Rationale: This study proposes an early seizure detection algorithm to be used for closed loop stimulation applications developed by the cluster of excellence BrainLinks BrainTools at the University of Freiburg. For successfully disrupting an epileptic seizure, an early detection of the seizure onset is needed. We propose the Instantaneous Weighted Power Ratio (IWPR) algorithm that was designed to detect one of the most commonly encountered seizure onset patterns in intracranial EEG: low voltage fast activity (LVFA). Methods: IWPR is a power ratio between four frequency bands. The intracranial EEG (iEEG) signal is filtered in the frequency bands of interest, and then the Hilbert transform is computed for the signal within each frequency band. IWPR is computed as the weighted sum of powers within gamma (30-126Hz) and extra slow activity (0-1Hz) divided by the sum of powers within the alpha (7-13Hz) and beta (13-30Hz) frequency bands. The IWPR feature is preprocessed to have zero mean and unitary variance and then a threshold is put at 2.75 standard deviations. An additional condition that the gradient of the low frequencies is decreasing at the moment of detection is used to remove some of the false detections.
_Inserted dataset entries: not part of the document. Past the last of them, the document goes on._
#[cfg(test)]
mod tests {
    use super::*;
    use crate::models::{Attendance, RegistrationCategory, Role};
    use crate::providers::MemoryMailer;
    use crate::store::{DuplicatePolicy, NewPayment, NewRegistration};
    use rust_decimal_macros::dec;

    fn session(email: &str, role: Role) -> Session {
        Session {
            token: "t".to_string(),
            email: email.to_string(),
            role,
            registrant_id: 0,
        }
    }

    /// Store with `collected` UGX of settled payments
    fn funded(collected: Decimal) -> (LiquidationService, Arc<MemoryMailer>) {
        let store = Arc::new(Store::in_memory().unwrap());
        let registrant = store.upsert_registrant("jane@rei.ug", Role::Member).unwrap();
        let reg = store
            .insert_registration(&NewRegistration {
                registrant_id: registrant.id,
                category: RegistrationCategory::International,
                attendance: Attendance::InPerson,
                organization: "KeNHA".to_string(),
                job_title: "Planner".to_string(),
                country: "Kenya".to_string(),
                fee: dec!(400000),
            })
            .unwrap();
        store
            .record_settlement(
                &NewPayment {
                    registration_id: reg.id,
                    amount: collected,
                    transaction_reference: "INT-1".to_string(),
                    customer_reference: None,
                    method: "mobile_money".to_string(),
                },
                DuplicatePolicy::Allow,
            )
            .unwrap();
        let mailer = Arc::new(MemoryMailer::new());
        (LiquidationService::new(store, mailer.clone()), mailer)
    }

    fn mobile_form(amount: Decimal) -> LiquidationForm {
        LiquidationForm {
            amount: Some(amount),
            payment_method: Some("mobile_money".to_string()),
            account_name: Some("Events Team".to_string()),
            account_number: Some("0772123456".to_string()),
            bank_name: None,
            purpose: Some("Venue deposit".to_string()),
        }
    }

    #[test]
    fn test_form_rules() {
        let valid = mobile_form(dec!(1000)).validate("org@rei.ug").unwrap();
        assert_eq!(valid.account_number, "256772123456");
        assert_eq!(valid.bank_name, None);

        let mut bank = mobile_form(dec!(1000));
        bank.payment_method = Some("bank_transfer".to_string());
        bank.account_number = Some("0123456789".to_string());
        assert!(bank.validate("org@rei.ug").unwrap_err().message.contains("bankName"));
        bank.bank_name = Some("Stanbic".to_string());
        assert_eq!(bank.validate("org@rei.ug").unwrap().account_number, "0123456789");

        assert!(mobile_form(dec!(0)).validate("org@rei.ug").is_err());
        let mut bad_phone = mobile_form(dec!(1000));
        bad_phone.account_number = Some("12".to_string());
        assert!(bad_phone.validate("org@rei.ug").is_err());
    }

    #[tokio::test]
    async fn test_members_cannot_request() {
        let (service, _) = funded(dec!(400000));
        let err = service
            .create(&session("jane@rei.ug", Role::Member), &mobile_form(dec!(1000)))
            .await
            .unwrap_err();
        assert_eq!(err.code, ErrorCode::Forbidden);
    }

    #[tokio::test]
    async fn test_full_lifecycle() {
        let (service, mailer) = funded(dec!(400000));
        let organizer = session("org@rei.ug", Role::Organizer);
        let admin = session("boss@rei.ug", Role::Admin);

        let req = service.create(&organizer, &mobile_form(dec!(100000))).await.unwrap();
        assert_eq!(req.status, LiquidationStatus::Pending);

        let approved = service.approve(req.id, &admin, Some("ok")).await.unwrap();
        assert_eq!(approved.status, LiquidationStatus::Approved);
        assert_eq!(service.funds().unwrap().available, dec!(300000));

        let processed = service.process(req.id, &admin, None).await.unwrap();
        assert_eq!(processed.status, LiquidationStatus::Processed);
        assert_eq!(processed.review_note.as_deref(), Some("ok"));

        // created, approved, processed
        assert_eq!(mailer.sent_to("org@rei.ug").len(), 3);
    }

    #[tokio::test]
    async fn test_invalid_transitions() {
        let (service, _) = funded(dec!(400000));
        let organizer = session("org@rei.ug", Role::Organizer);
        let admin = session("boss@rei.ug", Role::Admin);
        let req = service.create(&organizer, &mobile_form(dec!(1000))).await.unwrap();

        let err = service.process(req.id, &admin, None).await.unwrap_err();
        assert_eq!(err.code, ErrorCode::InvalidTransition);

        service.reject(req.id, &admin, Some("no receipts")).await.unwrap();
        let err = service.approve(req.id, &admin, None).await.unwrap_err();
        assert_eq!(err.code, ErrorCode::InvalidTransition);
    }

    #[tokio::test]
    async fn test_insufficient_funds() {
        let (service, _) = funded(dec!(50000));
        let organizer = session("org@rei.ug", Role::Organizer);
        let admin = session("boss@rei.ug", Role::Admin);

        let err = service
            .create(&organizer, &mobile_form(dec!(60000)))
            .await
            .unwrap_err();
        assert_eq!(err.code, ErrorCode::InsufficientFunds);

        // Both fit at creation; only one fits at approval
        let a = service.create(&organizer, &mobile_form(dec!(40000))).await.unwrap();
        let b = service.create(&organizer, &mobile_form(dec!(40000))).await.unwrap();
        service.approve(a.id, &admin, None).await.unwrap();
        let err = service.approve(b.id, &admin, None).await.unwrap_err();
        assert_eq!(err.code, ErrorCode::InsufficientFunds);
    }

    #[tokio::test(flavor = "multi_thread", worker_threads = 4)]
    async fn test_concurrent_approvals_stay_within_funds() {
        let (service, _) = funded(dec!(50000));
        let service = Arc::new(service);
        let organizer = session("org@rei.ug", Role::Organizer);

        let mut ids = Vec::new();
        for _ in 0..2 {
            ids.push(service.create(&organizer, &mobile_form(dec!(40000))).await.unwrap().id);
        }

        let tasks: Vec<_> = ids
            .into_iter()
            .map(|id| {
                let service = service.clone();
                tokio::spawn(async move {
                    service
                        .approve(id, &session("boss@rei.ug", Role::Admin), None)
                        .await
                })
            })
            .collect();

        let mut approved = 0;
        for task in tasks {
            match task.await.unwrap() {
                Ok(_) => approved += 1,
                Err(e) => assert_eq!(e.code, ErrorCode::InsufficientFunds),
            }
        }
        assert_eq!(approved, 1);

        let funds = service.funds().unwrap();
        assert_eq!(funds.committed, dec!(40000));
        assert!(funds.available >= Decimal::ZERO);
    }

    #[tokio::test]
    async fn test_no_self_approval() {
        let (service, _) = funded(dec!(400000));
        let admin = session("boss@rei.ug", Role::Admin);
        let req = service.create(&admin, &mobile_form(dec!(1000))).await.unwrap();
        let err = service.approve(req.id, &admin, None).await.unwrap_err();
        assert_eq!(err.code, ErrorCode::Forbidden);
    }

    #[tokio::test]
    async fn test_organizer_sees_only_own() {
        let (service, _) = funded(dec!(400000));
        let a = session("a@rei.ug", Role::Organizer);
        let b = session("b@rei.ug", Role::Organizer);
        let req = service.create(&a, &mobile_form(dec!(1000))).await.unwrap();
        service.create(&b, &mobile_form(dec!(1000))).await.unwrap();

        assert_eq!(service.list(&a).unwrap().len(), 1);
        assert_eq!(service.list(&session("x@rei.ug", Role::Admin)).unwrap().len(), 2);
        assert_eq!(service.get(req.id, &b).unwrap_err().code, ErrorCode::Forbidden);
    }
}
The algorithm is tested using 6 patients from the European Epilepsy Database (Freiburg University Clinic), containing a total number 1129 hours (188 hours average per patient) of iEEG recordings and a total of 60 LVFA seizures. Results: The average seizure detection rate was 96.8% (81-100% range), the average delay was 2.5 seconds (0.8 - 4.5 seconds range) and the average false detection rate was 35 per hour (26 - 40 false detection range). Conclusions: The novelty of IWPR as a feature for seizure detection and the advantage of using Hilbert transform instead of other methods is the instantaneous frequency, which is calculated for each data point. Therefore the use of time windows for computing FFT is no longer needed and no lag is inserted due to using time windows. In some cases, the low detection delays might make the difference between a successful closed loop stimulation device and a device with moderate outcomes in terms of seizure disruption. Research founded by grant number EXC 1086.